Il metodo più pratico per confermare la diagnosi di orticaria da freddo è il “test del cubetto di ghiaccio” o ice cube test (ICT) che consiste nel collocare un cubetto di ghiaccio sulla superficie volare dell’avambraccio del paziente per 5–10 min. (Figura 1); il test è positivo se compare orticaria entro 10 min. dalla rimozione dello stesso (aspettare che la cute si riscaldi). Va segnalato tuttavia che il 20% dei pazienti con orticaria da freddo può avere un ICT negativo.2 In alternativa si può ricorrere al CSTT che consiste nell’applicare per pochi secondi il cubetto di ghiaccio a 0,5–1–2–5–10–20 min. di intervallo oppure all’immersion test che consiste nell’immergere mani e braccia per 5–15 min. in acqua a temperatura di 0–8 °C.2 Nella FCAS tutti i test di provocazione sopra menzionati sono sempre obbligatoriamente negativi. In questi casi è dirimente la diagnosi genetica.8




Terapia

Anche se rara, l’orticaria da freddo è una condizione che il pediatra deve conoscere e saper diagnosticare perché l’anafilassi può essere sistemica e mettere a rischio la vita del paziente. L’area di cute esposta, la temperatura, la durata dell’esposizione sono tutti fattori importanti che devono essere valutati per il possibile sviluppo di reazioni sistemiche. Per tali motivi è necessario mettere in atto tutte le possibili misure di prevenzione:

evitare fattori scatenanti;

mantenere adeguata profilassi antistaminica (esempio: cetirizina, loratadine, desloratadine, ebastine, ecc.) in quanto è dimostrato che gli antistaminici riducono la frequenza e la severità degli episodi di orticaria;

utilizzare, in caso di scarso controllo, altri farmaci quali: montelukast (antileucotrienico), zafirlukast (inibitore della 5 lipoosigenasi), omalizumab (anticorpo monoclonale anti IgE) o ciclosporina.

Come terapia degli attacchi acuti, si possono utilizzare gli antistaminici ad alte dosi, fino a 4 volte la dose giornaliera raccomandata, ricordandosi che, soprattutto in caso di ripetuti episodi di anafilassi o di reazioni sistemiche gravi, è indispensabile dotare i pazienti a rischio di anafilassi di autoiniettore di adrenalina.9 A margine va segnalato che sono stati descritti casi di desensibilizzazione al freddo, quale trattamento alternativo, con discreti risultati.10

In caso di FCAS si ricorre ai farmaci biologici, oltre alle misure ambientali.

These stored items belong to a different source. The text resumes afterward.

//! Core implementation of the runbook task runner
//!
//! Runbook executes predefined "tasks": named bundles of shell commands with
//! parameterized arguments. Task definitions live in YAML/JSON files that can
//! be composed through `!include` directives; argument values are filled in
//! by the user, propagated from task level into the individual commands,
//! rendered into final command strings, and executed sequentially with
//! streamed output and stop-on-error semantics.

use std::collections::HashSet;
use std::path::{Path, PathBuf};

use log::{debug, info, warn};

use crate::config_file::{LoadError, load_pipeline_file, load_task_file};
use crate::tasks::task::{Pipeline, Task};

pub mod cache;
pub mod config_file;
pub mod exec;
pub mod include;
pub mod logger;
pub mod render;
pub mod tasks;

/// Directory holding task definition files, relative to the library root
pub const TASKS_DIR: &str = "tasks";
/// Directory holding pipeline definition files
pub const PIPELINES_DIR: &str = "pipelines";
/// Directory conventionally holding shared command files pulled in via
/// `!include`; never loaded directly
pub const COMMANDS_DIR: &str = "commands";

/// Everything loaded from a data directory: the usable entities plus the
/// per-file errors collected along the way.
#[derive(Debug, Default)]
pub struct Library {
    pub tasks: Vec<Task>,
    pub pipelines: Vec<Pipeline>,
    pub errors: Vec<LoadError>,
}

impl Library {
    /// Look up a task by name
    #[must_use]
    pub fn task(&self, name: &str) -> Option<&Task> {
        self.tasks.iter().find(|t| t.name == name)
    }

    /// Look up a pipeline by name
    #[must_use]
    pub fn pipeline(&self, name: &str) -> Option<&Pipeline> {
        self.pipelines.iter().find(|p| p.name == name)
    }
}

/// Load a task file and validate the resulting definition.
///
/// # Errors
///
/// Returns `LoadError` if the file is missing, malformed, or fails
/// validation.
pub fn load_task(path: &Path) -> Result<Task, LoadError> {
    let task = load_task_file(path)?;
    validate_task(&task).map_err(|message| LoadError::Validation {
        path: path.to_path_buf(),
        message,
    })?;
    warn_unknown_targets(&task);
    Ok(task)
}

/// Load a pipeline file and validate every task it carries.
///
/// # Errors
///
/// Returns `LoadError` if the file is missing, malformed, or fails
/// validation.
pub fn load_pipeline(path: &Path) -> Result<Pipeline, LoadError> {
    let pipeline = load_pipeline_file(path)?;
    if pipeline.name.trim().is_empty() {
        return Err(LoadError::Validation {
            path: path.to_path_buf(),
            message: "Pipeline has an empty name".to_string(),
        });
    }
    for task in &pipeline.tasks {
        validate_task(task).map_err(|message| LoadError::Validation {
            path: path.to_path_buf(),
            message,
        })?;
        warn_unknown_targets(task);
    }
    Ok(pipeline)
}

/// Load a batch of task files, best-effort.
///
/// One bad file never aborts the batch: its error is collected and the
/// remaining files still load. Tasks and errors each keep input order, and
/// every path contributes exactly one entry to one of the two lists.
#[must_use]
pub fn load_tasks(paths: &[PathBuf]) -> (Vec<Task>, Vec<LoadError>) {
    let mut tasks = Vec::new();
    let mut errors = Vec::new();
    for path in paths {
        match load_task(path) {
            Ok(task) => tasks.push(task),
            Err(err) => errors.push(err),
        }
    }
    (tasks, errors)
}

/// Load a batch of pipeline files, best-effort. Same contract as
/// [`load_tasks`].
#[must_use]
pub fn load_pipelines(paths: &[PathBuf]) -> (Vec<Pipeline>, Vec<LoadError>) {
    let mut pipelines = Vec::new();
    let mut errors = Vec::new();
    for path in paths {
        match load_pipeline(path) {
            Ok(pipeline) => pipelines.push(pipeline),
            Err(err) => errors.push(err),
        }
    }
    (pipelines, errors)
}

/// Load all task and pipeline definitions under a library root.
///
/// # Errors
///
/// Returns `LoadError::NotFound` if the root directory does not exist.
/// Per-file failures inside the root are collected on the returned
/// `Library`, not raised.
pub fn load_library(root: &Path) -> Result<Library, LoadError> {
    if !root.is_dir() {
        return Err(LoadError::NotFound {
            path: root.to_path_buf(),
            source: std::io::Error::new(std::io::ErrorKind::NotFound, "no such directory"),
        });
    }
    info!("Loading library from {}", root.display());
    let (tasks, mut errors) = load_tasks(&definition_files(&root.join(TASKS_DIR)));
    let (pipelines, pipeline_errors) =
        load_pipelines(&definition_files(&root.join(PIPELINES_DIR)));
    errors.extend(pipeline_errors);
    debug!(
        "Loaded {} tasks, {} pipelines ({} errors)",
        tasks.len(),
        pipelines.len(),
        errors.len()
    );
    Ok(Library {
        tasks,
        pipelines,
        errors,
    })
}

/// Searches upward from the current directory for a library root (a
/// directory containing `tasks/` or `pipelines/`).
///
/// # Errors
///
/// Returns `LoadError::NotFound` if no candidate directory is found.
pub fn find_library_root() -> Result<PathBuf, LoadError> {
    let cwd = std::env::current_dir().map_err(|source| LoadError::NotFound {
        path: PathBuf::from("."),
        source,
    })?;
    let mut path = cwd.clone();
    debug!("Searching for library root from {}", cwd.display());
    loop {
        if path.join(TASKS_DIR).is_dir() || path.join(PIPELINES_DIR).is_dir() {
            info!("Found library root: {}", path.display());
            return Ok(path);
        }
        if !path.pop() {
            return Err(LoadError::NotFound {
                path: cwd,
                source: std::io::Error::new(
                    std::io::ErrorKind::NotFound,
                    "no tasks/ or pipelines/ directory in this directory or its parents",
                ),
            });
        }
    }
}

/// List definition files in a directory, sorted by file name for
/// deterministic load order. A missing directory is simply empty.
fn definition_files(dir: &Path) -> Vec<PathBuf> {
    let Ok(entries) = std::fs::read_dir(dir) else {
        return Vec::new();
    };
    let mut files: Vec<PathBuf> = entries
        .filter_map(Result::ok)
        .map(|e| e.path())
        .filter(|p| {
            p.extension()
                .is_some_and(|ext| ext == "yaml" || ext == "yml" || ext == "json")
        })
        .collect();
    files.sort();
    files
}

/// Validate a task definition: non-empty names and templates, unique command
/// names, and unique argument codes per owner.
fn validate_task(task: &Task) -> Result<(), String> {
    if task.name.trim().is_empty() {
        return Err("Task has an empty name".to_string());
    }

    let mut command_names = HashSet::new();
    for command in &task.commands {
        if command.name.trim().is_empty() {
            return Err(format!("Task '{}' has a command with an empty name", task.name));
        }
        if !command_names.insert(command.name.as_str()) {
            return Err(format!(
                "Task '{}' has duplicate command name '{}'",
                task.name, command.name
            ));
        }
        if command.template.trim().is_empty() {
            return Err(format!(
                "Command '{}' has an empty command string",
                command.name
            ));
        }
        check_unique_codes(
            command.args.iter().map(|a| a.code.as_str()),
            &format!("command '{}'", command.name),
        )?;
    }

    check_unique_codes(
        task.args.iter().map(|a| a.argument.code.as_str()),
        &format!("task '{}'", task.name),
    )
}

fn check_unique_codes<'a>(
    codes: impl Iterator<Item = &'a str>,
    owner: &str,
) -> Result<(), String> {
    let mut seen = HashSet::new();
    for code in codes {
        if code.trim().is_empty() {
            return Err(format!("{owner} has an argument with an empty code"));
        }
        if !seen.insert(code) {
            return Err(format!("Duplicate argument code '{code}' in {owner}"));
        }
    }
    Ok(())
}

/// Propagation targets pointing at nothing are legal (they are skipped at
/// propagation time), but almost always a typo worth surfacing.
fn warn_unknown_targets(task: &Task) {
    for shared in &task.args {
        for target in &shared.targets {
            let Some(command) = task.command(&target.command) else {
                warn!(
                    "Task '{}': shared argument '{}' targets unknown command '{}'",
                    task.name, shared.argument.code, target.command
                );
                continue;
            };
            if !command.args.iter().any(|a| a.code == target.argument) {
                warn!(
                    "Task '{}': shared argument '{}' targets unknown argument '{}' on command '{}'",
                    task.name, shared.argument.code, target.argument, target.command
                );
            }
        }
    }
}

#[cfg(test)]
mod tests {
    use super::*;
    use crate::tasks::argument::Argument;
    use crate::tasks::command::Command;

    fn make_cmd(name: &str, codes: &[&str]) -> Command {
        Command {
            name: name.to_string(),
            template: "echo test".to_string(),
            args: codes
                .iter()
                .map(|c| Argument {
                    code: (*c).to_string(),
                    ..Default::default()
                })
                .collect(),
            ..Default::default()
        }
    }

    #[test]
    fn test_duplicate_argument_code_rejected() {
        let task = Task {
            name: "t".to_string(),
            commands: vec![make_cmd("c", &["A", "A"])],
            ..Default::default()
        };
        let err = validate_task(&task).unwrap_err();
        assert!(err.contains("Duplicate argument code 'A'"), "got: {err}");
    }

    #[test]
    fn test_duplicate_command_name_rejected() {
        let task = Task {
            name: "t".to_string(),
            commands: vec![make_cmd("c", &[]), make_cmd("c", &[])],
            ..Default::default()
        };
        let err = validate_task(&task).unwrap_err();
        assert!(err.contains("duplicate command name"), "got: {err}");
    }

    #[test]
    fn test_empty_template_rejected() {
        let task = Task {
            name: "t".to_string(),
            commands: vec![Command {
                name: "c".to_string(),
                template: "  ".to_string(),
                ..Default::default()
            }],
            ..Default::default()
        };
        assert!(validate_task(&task).is_err());
    }

    #[test]
    fn test_valid_task_passes() {
        let task = Task {
            name: "t".to_string(),
            commands: vec![make_cmd("a", &["X"]), make_cmd("b", &["X"])],
            ..Default::default()
        };
        // The same code on different commands is fine
        assert!(validate_task(&task).is_ok());
    }

    #[test]
    fn test_batch_load_accounts_for_every_file() {
        let dir = tempfile::tempdir().unwrap();
        let good = dir.path().join("good.yaml");
        std::fs::write(&good, "name: good\ncommands:\n  - name: c\n    command: echo hi\n")
            .unwrap();
        let bad = dir.path().join("bad.yaml");
        std::fs::write(&bad, "name: bad\ncommands:\n  - name: c\n").unwrap();
        let missing = dir.path().join("missing.yaml");

        let paths = vec![good, bad, missing];
        let (tasks, errors) = load_tasks(&paths);
        assert_eq!(tasks.len() + errors.len(), paths.len());
        assert_eq!(tasks.len(), 1);
        assert_eq!(tasks[0].name, "good");
        assert_eq!(errors.len(), 2);
    }

    #[test]
    fn test_load_library_scans_data_dirs() {
        let dir = tempfile::tempdir().unwrap();
        std::fs::create_dir(dir.path().join(TASKS_DIR)).unwrap();
        std::fs::create_dir(dir.path().join(PIPELINES_DIR)).unwrap();
        std::fs::write(
            dir.path().join(TASKS_DIR).join("t.yaml"),
            "name: t\ncommands:\n  - name: c\n    command: echo hi\n",
        )
        .unwrap();
        std::fs::write(
            dir.path().join(PIPELINES_DIR).join("p.yaml"),
            "name: p\ntasks:\n  - name: inner\n    commands: []\n",
        )
        .unwrap();

        let library = load_library(dir.path()).unwrap();
        assert!(library.task("t").is_some());
        assert!(library.pipeline("p").is_some());
        assert!(library.errors.is_empty());
    }

    #[test]
    fn test_load_library_missing_root() {
        assert!(matches!(
            load_library(Path::new("/nonexistent/library")),
            Err(LoadError::NotFound { .. })
        ));
    }
}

Per questa forma è fortemente indicato il kanakinumab, anticorpo monoclonakle anti IL-1 beta, che può essere somministrato in scheda tecnica a partire dai 4 anni di età.8

Epicrisi dei casi clinici descritti

G. (caso 1), atopico, presenta allergia alla tropomiosina per cui vengono eliminati dalla dieta crostacei, mitili, lumache e cibi preconfezionati nonché insaccati che potrebbero avere contaminazioni da acari o blatte. Vengono invece reintrodotti pollo, latte, tacchino e uovo senza reazioni. G. viene dotato di adrenalina autoinniettabile per la pregressa storia di anafilassi.

Quanto all’orticaria, si diagnostica orticaria da freddo non familiare, per negatività dell’anamnesi, dei parametri di autoimmunità e per la negatività della genetica, che esclude la FCAS (pur improbabile per assenza di febbre, poteva essere ipotizzata per la presenza di dolori articolari).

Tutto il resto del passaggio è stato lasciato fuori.